Secretarial Program Ended; Information Systems Began
The business curriculum changed too during Patten’s tenure. In 1978-79 the school stopped admitting new students to the Executive Office Administration and Executive Secretarial program. The major had been offered since the beginning of the school in the 1940s, and the woman who spearheaded the program, Ruth Filip, whom Patten recalled as a dedicated educator, was retiring.
“We didn’t have a good, logical successor,” he said. “More women seemed to be going into accounting, management and marketing, viewing that as a more attractive career.”
Meanwhile, the school started up a new management information systems major in 1985-86. George Scott was the head of the department and he recognized the impact technology would have on business. “We were not pioneers in the field but we were earlier than the vanguard,” Patten said. “Thank God we had the right faculty with the skills from the onset.”
Patten has nothing but praise for his staff, without whom, he said, he would have not accomplished much. Zenon Malinowski was enthusiastic and did a great job; Harry Johnson was a hard-working and dedicated employee, “the best associate dean anywhere;” Ann Huckenbeck, assistant dean for undergraduate education, really understood the students and they looked up to her, he said. His secretary, Virginia Bergstrom, was irreplaceable; Pat Mochel kept the alumni involved and Professor Lew Mandell, a columnist for the Hartford Courant, was a “spellbinder” and they had a nice working relationship.
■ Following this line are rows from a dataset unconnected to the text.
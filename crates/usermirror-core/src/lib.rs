//! Core types, errors, and shared utilities for the usermirror pipeline.
//!
//! This crate provides:
//! - Wire types for the remote paginated event feed ([`FeedEvent`], [`EventPage`])
//! - Durable record types for the local mirror ([`EventRecord`], [`UserRecord`], [`Checkpoint`])
//! - The closed set of event kinds the pipeline understands ([`EventKind`])
//! - Prometheus metrics helpers
//! - Shared error types

mod error;
mod event;
pub mod metrics;

// ═══════════════════════════════════════════════════════════════════════════
// Constants
// ═══════════════════════════════════════════════════════════════════════════

/// Default lookback for the very first live sync run (7 days).
pub const DEFAULT_INITIAL_RANGE_HOURS: u64 = 168;

/// Default page size requested from the remote feed.
pub const DEFAULT_PAGE_LIMIT: usize = 100;

pub use error::{Error, Result};
pub use event::{
    Checkpoint, DEFAULT_EVENT_TYPES, EventKind, EventPage, EventRecord, FeedEvent,
    ListEventsRequest, ListMetadata, PendingHandler, USER_CREATED, USER_DELETED, USER_UPDATED,
    UserRecord, event_type_filter,
};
Johnson, meanwhile, recalled Patten as a hard worker who prized fairness in the workplace.
“He had an accountant’s mentality. Everything was documented. He had an elaborate spreadsheet of salaries. Nothing was from the hip,” Johnson said. “He was good to work with. He never cut right under the neck or yelled at you. I enjoyed working with him. I never had a moment when I thought, ‘I’d better get out of here!'”
A Very Late Night at the Office
After leaving UConn, Patten became Chief of Party for Arthur D. Little International and was stationed in the Caribbean. Two years later he became the dean of the College of Commerce at DePaul University in Chicago, where he worked for 10 years before retiring.
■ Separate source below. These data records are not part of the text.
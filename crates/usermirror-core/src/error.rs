//! Error types for the usermirror core types.

use thiserror::Error;

/// Result type alias using the crate's error type.
pub type Result<T> = std::result::Result<T, Error>;

/// Errors that can occur while decoding or transforming event payloads.
#[derive(Error, Debug)]
pub enum Error {
    /// Event payload could not be interpreted as a user record.
    #[error("invalid event data for {event_type}: {reason}")]
    InvalidEventData {
        /// The upstream event type the payload belonged to.
        event_type: String,
        /// Description of what's wrong.
        reason: String,
    },

    /// A record has an invalid field value.
    #[error("invalid field '{field}': {reason}")]
    InvalidField {
        /// The name of the invalid field.
        field: &'static str,
        /// Description of what's wrong.
        reason: String,
    },

    /// JSON parsing error.
    #[error("JSON error: {0}")]
    Json(#[from] serde_json::Error),
}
Now a resident of Maine, Patten said he hasn’t been back to UConn in many years. In fact, the last time he visited was to take some of his six grandchildren to the UConn Dairy Bar for ice cream.
He and his wife Shirley volunteer every year with the National Forest Service or some state park service, where they have served in many capacities, from tour guides to running a golf pro shop.
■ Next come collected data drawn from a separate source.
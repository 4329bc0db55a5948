//! Idempotent per-event apply step.
//!
//! [`EventApplier::apply`] is the only way events reach the mirror. Both the
//! live sync puller and the backfill reconciler call it, and it is safe to
//! call concurrently with the same event: the dedup check and the event
//! insert happen inside one [`MirrorTxn`], so exactly one caller proceeds.
//!
//! ## Apply sequence
//!
//! 1. If the event id is already recorded, return [`ApplyOutcome::Duplicate`].
//! 2. Record the event.
//! 3. Mutate the user mirror according to the event kind (same unit of work).
//! 4. Under [`HandlerFailurePolicy::Retry`], queue the handler delivery (same
//!    unit of work).
//! 5. Commit.
//! 6. Invoke the configured [`EventHandler`], if any.
//!
//! Referential gaps, stale updates and malformed payloads never fail the
//! apply; they are recorded, reported, and the caller moves on. A handler
//! failure does fail it, after the event and mirror change have been
//! committed. The event record is never removed again; whether the handler
//! gets another attempt is decided by [`HandlerFailurePolicy`].

use crate::BoxedFuture;
use crate::error::{BoxError, Error, Result};
use crate::log::RunLog;
use crate::store::{MirrorDb, MirrorTxn};
use metrics::{counter, histogram};
use parking_lot::Mutex;
use serde_json::Value;
use std::collections::HashSet;
use std::str::FromStr;
use std::sync::Arc;
use std::time::Instant;
use usermirror_core::metrics::increment;
use usermirror_core::{EventKind, FeedEvent, PendingHandler, UserRecord};

/// Payload handed to an [`EventHandler`] after an event is applied.
#[derive(Debug, Clone, Copy)]
pub struct HandlerEvent<'a> {
    pub event_type: &'a str,
    pub data: &'a Value,
}

/// Caller-supplied post-processing hook.
///
/// Invoked once per newly recorded event, whether or not the mirror changed.
/// Receives the database so it can read the mirror state it reacts to.
pub trait EventHandler: Send + Sync {
    fn handle<'a>(
        &'a self,
        db: &'a MirrorDb,
        event: HandlerEvent<'a>,
    ) -> BoxedFuture<'a, std::result::Result<(), BoxError>>;
}

/// What happens to a handler invocation that fails.
#[derive(Debug, Clone, Copy, PartialEq, Eq, Default)]
pub enum HandlerFailurePolicy {
    /// Give up on it. A retry of the event sees a duplicate and the handler
    /// is not invoked again (at-most-once handler delivery).
    #[default]
    KeepRecorded,
    /// Queue every delivery next to its event record and clear it once the
    /// handler succeeds. Queued deliveries are retried at the start of each
    /// live sync run and reconciliation pass (at-least-once handler
    /// delivery).
    Retry,
}

impl FromStr for HandlerFailurePolicy {
    type Err = Error;

    fn from_str(s: &str) -> Result<Self> {
        match s.trim().to_ascii_lowercase().as_str() {
            "keep-recorded" | "keep_recorded" | "keep" => Ok(Self::KeepRecorded),
            "retry" => Ok(Self::Retry),
            other => Err(Error::Config(format!(
                "unknown handler failure policy '{other}'"
            ))),
        }
    }
}

/// Per-call apply settings.
#[derive(Debug, Clone, Copy, Default)]
pub struct ApplyOptions {
    /// Create the user from a `user.updated` event when no record exists.
    pub create_user_on_update: bool,
    /// Report verbosity.
    pub log: RunLog,
}

/// Result of a successful apply.
#[derive(Debug, Clone, Copy, PartialEq, Eq)]
pub enum ApplyOutcome {
    /// The event id was already recorded; nothing happened.
    Duplicate,
    /// The event was recorded for the first time.
    Recorded(MirrorChange),
}

/// Effect a newly recorded event had on the user mirror.
#[derive(Debug, Clone, Copy, PartialEq, Eq)]
pub enum MirrorChange {
    Created,
    /// `user.updated` for an unknown user, with create-on-update enabled.
    CreatedFromUpdate,
    Updated,
    Deleted,
    /// `user.created` for a user that already exists.
    AlreadyExists,
    /// Update not newer than the stored record.
    Stale,
    /// `user.updated`/`user.deleted` for a user that does not exist.
    MissingUser,
    /// Payload could not be read as a user.
    Malformed,
    /// Event kind the mirror does not track.
    Ignored,
}

impl MirrorChange {
    pub fn as_str(&self) -> &'static str {
        match self {
            Self::Created => "created",
            Self::CreatedFromUpdate => "created_from_update",
            Self::Updated => "updated",
            Self::Deleted => "deleted",
            Self::AlreadyExists => "already_exists",
            Self::Stale => "stale",
            Self::MissingUser => "missing_user",
            Self::Malformed => "malformed",
            Self::Ignored => "ignored",
        }
    }

    /// Whether the user mirror was written.
    pub fn mutated(&self) -> bool {
        matches!(
            self,
            Self::Created | Self::CreatedFromUpdate | Self::Updated | Self::Deleted
        )
    }
}

/// Applies feed events to the mirror exactly once per event id.
pub struct EventApplier {
    db: Arc<MirrorDb>,
    handler: Option<Arc<dyn EventHandler>>,
    failure_policy: HandlerFailurePolicy,
    /// Event ids whose queued delivery is being attempted right now.
    delivering: Mutex<HashSet<String>>,
}

/// Exclusive right to attempt one queued delivery. Released on drop.
struct DeliveryClaim<'a> {
    delivering: &'a Mutex<HashSet<String>>,
    event_id: String,
}

impl Drop for DeliveryClaim<'_> {
    fn drop(&mut self) {
        self.delivering.lock().remove(&self.event_id);
    }
}

impl EventApplier {
    pub fn new(db: Arc<MirrorDb>) -> Self {
        Self {
            db,
            handler: None,
            failure_policy: HandlerFailurePolicy::default(),
            delivering: Mutex::new(HashSet::new()),
        }
    }

    /// Attach a post-event handler.
    pub fn with_handler(mut self, handler: Arc<dyn EventHandler>) -> Self {
        self.handler = Some(handler);
        self
    }

    pub fn with_failure_policy(mut self, policy: HandlerFailurePolicy) -> Self {
        self.failure_policy = policy;
        self
    }

    pub fn db(&self) -> &Arc<MirrorDb> {
        &self.db
    }

    /// Apply one event. See the module docs for the exact sequence.
    pub async fn apply(&self, event: &FeedEvent, options: &ApplyOptions) -> Result<ApplyOutcome> {
        let start = Instant::now();
        let result = self.apply_inner(event, options).await;
        histogram!("usermirror_apply_duration_seconds").record(start.elapsed().as_secs_f64());
        result
    }

    async fn apply_inner(&self, event: &FeedEvent, options: &ApplyOptions) -> Result<ApplyOutcome> {
        let Some((change, claim)) = self.record_and_mutate(event, options)? else {
            counter!("usermirror_apply_events_total", "outcome" => "duplicate").increment(1);
            options
                .log
                .debug(format_args!("Event {} already applied, skipping", event.id));
            return Ok(ApplyOutcome::Duplicate);
        };

        counter!("usermirror_apply_events_total", "outcome" => change.as_str()).increment(1);

        if let Some(handler) = &self.handler {
            self.deliver(handler.as_ref(), event, claim.is_some()).await?;
        }

        Ok(ApplyOutcome::Recorded(change))
    }

    /// Attempt every queued handler delivery once, oldest event first.
    ///
    /// Deliveries another caller is attempting right now are left to it. A
    /// delivery that fails again stays queued and is logged; it does not fail
    /// the call. Returns how many deliveries succeeded.
    pub async fn retry_pending_handlers(&self) -> Result<usize> {
        let Some(handler) = &self.handler else {
            return Ok(0);
        };

        let pending = self.db.pending_handlers()?;
        if pending.is_empty() {
            return Ok(0);
        }

        let mut attempted = 0u64;
        let mut delivered = 0;
        for PendingHandler { event, .. } in &pending {
            let Some(_claim) = self.claim(&event.id) else {
                continue;
            };
            // Cleared since the scan by whoever held the claim before us
            if self.db.pending_handler(&event.id)?.is_none() {
                continue;
            }

            attempted += 1;
            match self.deliver(handler.as_ref(), event, true).await {
                Ok(()) => delivered += 1,
                Err(Error::Handler { source, .. }) => {
                    tracing::warn!(
                        "Retried handler for {} {} failed again, keeping it queued: {}",
                        event.event_type,
                        event.id,
                        source
                    );
                }
                Err(e) => return Err(e),
            }
        }

        if attempted > 0 {
            increment("usermirror_apply_handler_retries_total", attempted);
            tracing::info!(
                "Retried {} queued handler deliveries, {} succeeded",
                attempted,
                delivered
            );
        }
        Ok(delivered)
    }

    /// Invoke the handler for a recorded event. A queued delivery is
    /// cleared when the handler succeeds.
    async fn deliver(
        &self,
        handler: &dyn EventHandler,
        event: &FeedEvent,
        queued: bool,
    ) -> Result<()> {
        let handled = handler
            .handle(
                &self.db,
                HandlerEvent {
                    event_type: &event.event_type,
                    data: &event.data,
                },
            )
            .await;

        match handled {
            Ok(()) => {
                if queued {
                    self.db.clear_pending_handler(&event.id)?;
                }
                Ok(())
            }
            Err(source) => {
                counter!("usermirror_apply_handler_failures_total").increment(1);
                Err(Error::Handler {
                    event_id: event.id.clone(),
                    source,
                })
            }
        }
    }

    fn queues_deliveries(&self) -> bool {
        self.handler.is_some() && self.failure_policy == HandlerFailurePolicy::Retry
    }

    fn claim(&self, event_id: &str) -> Option<DeliveryClaim<'_>> {
        if !self.delivering.lock().insert(event_id.to_string()) {
            return None;
        }
        Some(DeliveryClaim {
            delivering: &self.delivering,
            event_id: event_id.to_string(),
        })
    }

    /// Dedup check, event insert, mirror mutation and delivery queueing as
    /// one unit of work.
    ///
    /// Returns `None` for a duplicate. A queued delivery comes back already
    /// claimed, so a concurrent retry cannot pick it up before the first
    /// attempt has finished.
    fn record_and_mutate(
        &self,
        event: &FeedEvent,
        options: &ApplyOptions,
    ) -> Result<Option<(MirrorChange, Option<DeliveryClaim<'_>>)>> {
        let mut txn = self.db.begin();

        if txn.contains_event(&event.id)? {
            return Ok(None);
        }

        let record = txn.record_event(&event.id, &event.event_type, event.data_updated_at())?;

        let change = match event.kind() {
            EventKind::UserCreated => on_created(&mut txn, event, options)?,
            EventKind::UserUpdated => on_updated(&mut txn, event, options)?,
            EventKind::UserDeleted => on_deleted(&mut txn, event, options)?,
            EventKind::Other(_) => MirrorChange::Ignored,
        };

        let claim = if self.queues_deliveries() {
            txn.put_pending_handler(&PendingHandler {
                event: event.clone(),
                creation_time: record.creation_time,
            })?;
            self.claim(&event.id)
        } else {
            None
        };

        txn.commit()?;

        options.log.debug(format_args!(
            "Applied {} {} ({})",
            event.event_type,
            event.id,
            change.as_str()
        ));
        Ok(Some((change, claim)))
    }
}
“We love it because you meet incredible people from all over the world,” Patten said. They are currently assigned to the Kartchner Caverns in Arizona.
Patten said one of the funniest stories from his time as dean at UConn still embarrasses him to this day. During a particularly lengthy meeting about tenure and promotion, Patten looked up to see Gladys Tucker knocking on the window. Gladys was the wife of Professor Edwin Tucker, who headed the business administration department, and he was in the meeting.
“It’s 3 a.m.! Why are you still there?” he recalls Mrs. Tucker saying when he opened the window.
“I had lost track of the time, and I think the department heads were too reluctant to say anything,” Patten said. “It was one of those ‘red-faced moments’ that I haven’t forgotten.”